About this exercise —
The required answer is an exact copy of every entry underneath.

### Dataset records

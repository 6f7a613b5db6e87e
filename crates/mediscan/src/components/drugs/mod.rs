//! Catalog pages: searchable listing and per-drug detail.

mod detail_page;
mod list_page;

pub use detail_page::DrugDetailPage;
pub use list_page::DrugListPage;
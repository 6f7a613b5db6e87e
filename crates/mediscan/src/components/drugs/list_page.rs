use dioxus::logger::tracing::error;
use dioxus::prelude::*;

use mediscan_core::catalog::{CatalogClient, DrugRecord};
use mediscan_core::dates::format_long_date;

use crate::components::SearchBar;
use crate::Route;

/// Searchable drug listing.
///
/// The committed search term lives in the URL, so refreshing or sharing the
/// page reruns the same query. The fetch is driven by a resource keyed on
/// the term; navigation to a new term drops the in-flight request.
#[component]
pub fn DrugListPage(search: Option<String>) -> Element {
    let catalog = use_context::<CatalogClient>();
    let term = search.clone().unwrap_or_default();

    let query = term.clone();
    let mut drugs = use_resource(use_reactive!(|(query,)| {
        let catalog = catalog.clone();
        async move {
            catalog
                .list_drugs(Some(&query))
                .await
                .inspect_err(|e| error!("❌ Drug listing failed: {e}"))
        }
    }));

    let body = match drugs() {
        None => rsx! {
            div { class: "ms-loading",
                div { class: "ms-spinner" }
                p { "Loading drugs..." }
            }
        },
        Some(Err(e)) => rsx! {
            div { class: "ms-card ms-panel ms-panel--error",
                p { class: "ms-panel-title", "Could not load the drug list" }
                p { class: "ms-panel-detail", "{e}" }
                button {
                    class: "ms-btn ms-btn--primary",
                    onclick: move |_| drugs.restart(),
                    "Retry"
                }
            }
        },
        Some(Ok(records)) if records.is_empty() => rsx! {
            div { class: "ms-card ms-panel",
                p { class: "ms-panel-title", {empty_listing_copy(&term)} }
            }
        },
        Some(Ok(records)) => rsx! {
            if let Some(count_line) = result_count_copy(records.len(), &term) {
                p { class: "ms-result-count", "{count_line}" }
            }
            div { class: "ms-drug-grid",
                for record in records {
                    DrugCard { key: "{record.id.unwrap_or_default()}", record }
                }
            }
        },
    };

    rsx! {
        div { class: "ms-page ms-listing",
            header { class: "ms-listing-head",
                h1 { class: "ms-page-title", "Drug List" }
                SearchBar {
                    placeholder: "Search by name, ingredient, or manufacturer...",
                    initial_value: term.clone(),
                }
            }
            {body}
        }
    }
}

/// One listing card. Records with an id link to the detail page; records
/// without one render as plain cards.
#[component]
fn DrugCard(record: DrugRecord) -> Element {
    let summary = rsx! {
        div { class: "ms-drug-card-body",
            if let Some(image_path) = record.image_path.as_deref() {
                img { class: "ms-drug-card-image", src: "{image_path}", alt: "{record.display_name()}" }
            } else {
                div { class: "ms-drug-card-image ms-drug-card-image--placeholder", "💊" }
            }
            h3 { class: "ms-drug-card-name", "{record.display_name()}" }
            if let Some(ingredient) = record.active_ingredient.as_deref() {
                p { class: "ms-drug-card-line", "{ingredient}" }
            }
            if let Some(manufacturer) = record.manufacturer.as_deref() {
                p { class: "ms-drug-card-line ms-drug-card-line--muted", "{manufacturer}" }
            }
            if let Some(description) = record.description.as_deref() {
                p { class: "ms-drug-card-desc", "{description}" }
            }
            p { class: "ms-drug-card-line ms-drug-card-line--muted",
                "Expires: {format_long_date(record.expiry_date.as_deref())}"
            }
        }
    };

    match record.id {
        Some(id) => rsx! {
            Link { class: "ms-drug-card", to: Route::DrugDetail { id: id.to_string() }, {summary} }
        },
        None => rsx! {
            div { class: "ms-drug-card", {summary} }
        },
    }
}

/// Count line shown above the grid, only while a filter is active.
fn result_count_copy(count: usize, term: &str) -> Option<String> {
    let trimmed = term.trim();
    if trimmed.is_empty() {
        return None;
    }
    let noun = if count == 1 { "drug" } else { "drugs" };
    Some(format!("{count} {noun} found for \"{trimmed}\""))
}

fn empty_listing_copy(term: &str) -> String {
    let trimmed = term.trim();
    if trimmed.is_empty() {
        "The catalog has no drugs yet.".to_string()
    } else {
        format!("No drugs matched \"{trimmed}\". Try a different search.")
    }
}

#[cfg(test)]
mod tests {
    use super::*;

    #[test]
    fn test_result_count_only_shown_for_active_filter() {
        assert_eq!(result_count_copy(12, ""), None);
        assert_eq!(result_count_copy(12, "   "), None);
        assert_eq!(
            result_count_copy(1, "panadol"),
            Some("1 drug found for \"panadol\"".to_string())
        );
        assert_eq!(
            result_count_copy(3, " aspirin "),
            Some("3 drugs found for \"aspirin\"".to_string())
        );
    }

    #[test]
    fn test_empty_listing_copy_distinguishes_searches() {
        assert_eq!(empty_listing_copy(""), "The catalog has no drugs yet.");
        assert_eq!(empty_listing_copy("   "), "The catalog has no drugs yet.");
        assert_eq!(
            empty_listing_copy("panadol"),
            "No drugs matched \"panadol\". Try a different search."
        );
    }
}
use dioxus::logger::tracing::debug;
use dioxus::prelude::*;
use mediscan_core::search::{SearchDebounce, DEBOUNCE_QUIET_MS};

use crate::time::sleep_ms;
use crate::Route;

/// Debounced search input.
///
/// Keystrokes echo immediately into the field; a commit fires after the
/// quiet interval, on Enter, on the search button, or on clear. Committed
/// values go to `on_search` when supplied, otherwise the bar navigates to
/// the listing route with the query encoded as the `search` parameter
/// (empty query navigates without it).
///
/// The debounce timer lives in a component-scoped task, so unmounting the
/// bar cancels any pending commit; stale tickets expire to nothing either
/// way.
#[component]
pub fn SearchBar(
    placeholder: String,
    #[props(default)] initial_value: String,
    on_search: Option<EventHandler<String>>,
) -> Element {
    let seed = initial_value.clone();
    let mut state = use_signal(move || SearchDebounce::new(seed));

    // Navigation can replace the query externally (e.g. back button); adopt
    // it without triggering a fresh commit.
    use_effect(use_reactive!(|(initial_value,)| {
        state.write().sync_external(&initial_value);
    }));

    let navigator = use_navigator();
    let commit = move |query: String| {
        debug!(%query, "search committed");
        match on_search {
            Some(handler) => handler.call(query),
            None => {
                if query.is_empty() {
                    navigator.push(Route::DrugList { search: None });
                } else {
                    navigator.push(Route::DrugList {
                        search: Some(query),
                    });
                }
            }
        }
    };

    let handle_input = move |evt: FormEvent| {
        let ticket = state.write().set_query(evt.value());
        spawn(async move {
            sleep_ms(DEBOUNCE_QUIET_MS).await;
            // Let go of the write guard before commit runs arbitrary handlers
            let committed = state.write().expire(ticket);
            if let Some(query) = committed {
                commit(query);
            }
        });
    };

    let submit = move |_| {
        let query = state.write().submit();
        commit(query);
    };

    rsx! {
        div { class: "ms-search",
            div { class: "ms-search-input-row",
                input {
                    class: "ms-search-input",
                    r#type: "text",
                    placeholder: "{placeholder}",
                    value: "{state.read().raw()}",
                    oninput: handle_input,
                    onkeypress: move |evt: KeyboardEvent| {
                        if evt.key() == Key::Enter {
                            let query = state.write().submit();
                            commit(query);
                        }
                    },
                }
                if !state.read().raw().is_empty() {
                    button {
                        class: "ms-search-clear",
                        onclick: move |_| {
                            let query = state.write().clear();
                            commit(query);
                        },
                        "✕"
                    }
                }
            }
            button { class: "ms-btn ms-btn--primary ms-search-submit", onclick: submit, "Search" }
        }
    }
}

######

Result of the task —
repository 6f7a613b5db6e87e
filename crates/mediscan/src/components/drugs/mod.rs
//! Catalog pages: searchable listing and per-drug detail.

mod detail_page;
mod list_page;

pub use detail_page::DrugDetailPage;
pub use list_page::DrugListPage;
repository 6f7a613b5db6e87e
filename crates/mediscan/src/components/drugs/list_page.rs
use dioxus::logger::tracing::error;
use dioxus::prelude::*;

use mediscan_core::catalog::{CatalogClient, DrugRecord};
use mediscan_core::dates::format_long_date;

use crate::components::SearchBar;
use crate::Route;

/// Searchable drug listing.
///
/// The committed search term lives in the URL, so refreshing or sharing the
/// page reruns the same query. The fetch is driven by a resource keyed on
/// the term; navigation to a new term drops the in-flight request.
#[component]
pub fn DrugListPage(search: Option<String>) -> Element {
    let catalog = use_context::<CatalogClient>();
    let term = search.clone().unwrap_or_default();

    let query = term.clone();
    let mut drugs = use_resource(use_reactive!(|(query,)| {
        let catalog = catalog.clone();
        async move {
            catalog
                .list_drugs(Some(&query))
                .await
                .inspect_err(|e| error!("❌ Drug listing failed: {e}"))
        }
    }));

    let body = match drugs() {
        None => rsx! {
            div { class: "ms-loading",
                div { class: "ms-spinner" }
                p { "Loading drugs..." }
            }
        },
        Some(Err(e)) => rsx! {
            div { class: "ms-card ms-panel ms-panel--error",
                p { class: "ms-panel-title", "Could not load the drug list" }
                p { class: "ms-panel-detail", "{e}" }
                button {
                    class: "ms-btn ms-btn--primary",
                    onclick: move |_| drugs.restart(),
                    "Retry"
                }
            }
        },
        Some(Ok(records)) if records.is_empty() => rsx! {
            div { class: "ms-card ms-panel",
                p { class: "ms-panel-title", {empty_listing_copy(&term)} }
            }
        },
        Some(Ok(records)) => rsx! {
            if let Some(count_line) = result_count_copy(records.len(), &term) {
                p { class: "ms-result-count", "{count_line}" }
            }
            div { class: "ms-drug-grid",
                for record in records {
                    DrugCard { key: "{record.id.unwrap_or_default()}", record }
                }
            }
        },
    };

    rsx! {
        div { class: "ms-page ms-listing",
            header { class: "ms-listing-head",
                h1 { class: "ms-page-title", "Drug List" }
                SearchBar {
                    placeholder: "Search by name, ingredient, or manufacturer...",
                    initial_value: term.clone(),
                }
            }
            {body}
        }
    }
}

/// One listing card. Records with an id link to the detail page; records
/// without one render as plain cards.
#[component]
fn DrugCard(record: DrugRecord) -> Element {
    let summary = rsx! {
        div { class: "ms-drug-card-body",
            if let Some(image_path) = record.image_path.as_deref() {
                img { class: "ms-drug-card-image", src: "{image_path}", alt: "{record.display_name()}" }
            } else {
                div { class: "ms-drug-card-image ms-drug-card-image--placeholder", "💊" }
            }
            h3 { class: "ms-drug-card-name", "{record.display_name()}" }
            if let Some(ingredient) = record.active_ingredient.as_deref() {
                p { class: "ms-drug-card-line", "{ingredient}" }
            }
            if let Some(manufacturer) = record.manufacturer.as_deref() {
                p { class: "ms-drug-card-line ms-drug-card-line--muted", "{manufacturer}" }
            }
            if let Some(description) = record.description.as_deref() {
                p { class: "ms-drug-card-desc", "{description}" }
            }
            p { class: "ms-drug-card-line ms-drug-card-line--muted",
                "Expires: {format_long_date(record.expiry_date.as_deref())}"
            }
        }
    };

    match record.id {
        Some(id) => rsx! {
            Link { class: "ms-drug-card", to: Route::DrugDetail { id: id.to_string() }, {summary} }
        },
        None => rsx! {
            div { class: "ms-drug-card", {summary} }
        },
    }
}

/// Count line shown above the grid, only while a filter is active.
fn result_count_copy(count: usize, term: &str) -> Option<String> {
    let trimmed = term.trim();
    if trimmed.is_empty() {
        return None;
    }
    let noun = if count == 1 { "drug" } else { "drugs" };
    Some(format!("{count} {noun} found for \"{trimmed}\""))
}

fn empty_listing_copy(term: &str) -> String {
    let trimmed = term.trim();
    if trimmed.is_empty() {
        "The catalog has no drugs yet.".to_string()
    } else {
        format!("No drugs matched \"{trimmed}\". Try a different search.")
    }
}

#[cfg(test)]
mod tests {
    use super::*;

    #[test]
    fn test_result_count_only_shown_for_active_filter() {
        assert_eq!(result_count_copy(12, ""), None);
        assert_eq!(result_count_copy(12, "   "), None);
        assert_eq!(
            result_count_copy(1, "panadol"),
            Some("1 drug found for \"panadol\"".to_string())
        );
        assert_eq!(
            result_count_copy(3, " aspirin "),
            Some("3 drugs found for \"aspirin\"".to_string())
        );
    }

    #[test]
    fn test_empty_listing_copy_distinguishes_searches() {
        assert_eq!(empty_listing_copy(""), "The catalog has no drugs yet.");
        assert_eq!(empty_listing_copy("   "), "The catalog has no drugs yet.");
        assert_eq!(
            empty_listing_copy("panadol"),
            "No drugs matched \"panadol\". Try a different search."
        );
    }
}
use dioxus::logger::tracing::debug;
use dioxus::prelude::*;
use mediscan_core::search::{SearchDebounce, DEBOUNCE_QUIET_MS};

use crate::time::sleep_ms;
use crate::Route;

/// Debounced search input.
///
/// Keystrokes echo immediately into the field; a commit fires after the
/// quiet interval, on Enter, on the search button, or on clear. Committed
/// values go to `on_search` when supplied, otherwise the bar navigates to
/// the listing route with the query encoded as the `search` parameter
/// (empty query navigates without it).
///
/// The debounce timer lives in a component-scoped task, so unmounting the
/// bar cancels any pending commit; stale tickets expire to nothing either
/// way.
#[component]
pub fn SearchBar(
    placeholder: String,
    #[props(default)] initial_value: String,
    on_search: Option<EventHandler<String>>,
) -> Element {
    let seed = initial_value.clone();
    let mut state = use_signal(move || SearchDebounce::new(seed));

    // Navigation can replace the query externally (e.g. back button); adopt
    // it without triggering a fresh commit.
    use_effect(use_reactive!(|(initial_value,)| {
        state.write().sync_external(&initial_value);
    }));

    let navigator = use_navigator();
    let commit = move |query: String| {
        debug!(%query, "search committed");
        match on_search {
            Some(handler) => handler.call(query),
            None => {
                if query.is_empty() {
                    navigator.push(Route::DrugList { search: None });
                } else {
                    navigator.push(Route::DrugList {
                        search: Some(query),
                    });
                }
            }
        }
    };

    let handle_input = move |evt: FormEvent| {
        let ticket = state.write().set_query(evt.value());
        spawn(async move {
            sleep_ms(DEBOUNCE_QUIET_MS).await;
            // Let go of the write guard before commit runs arbitrary handlers
            let committed = state.write().expire(ticket);
            if let Some(query) = committed {
                commit(query);
            }
        });
    };

    let submit = move |_| {
        let query = state.write().submit();
        commit(query);
    };

    rsx! {
        div { class: "ms-search",
            div { class: "ms-search-input-row",
                input {
                    class: "ms-search-input",
                    r#type: "text",
                    placeholder: "{placeholder}",
                    value: "{state.read().raw()}",
                    oninput: handle_input,
                    onkeypress: move |evt: KeyboardEvent| {
                        if evt.key() == Key::Enter {
                            let query = state.write().submit();
                            commit(query);
                        }
                    },
                }
                if !state.read().raw().is_empty() {
                    button {
                        class: "ms-search-clear",
                        onclick: move |_| {
                            let query = state.write().clear();
                            commit(query);
                        },
                        "✕"
                    }
                }
            }
            button { class: "ms-btn ms-btn--primary ms-search-submit", onclick: submit, "Search" }
        }
    }
}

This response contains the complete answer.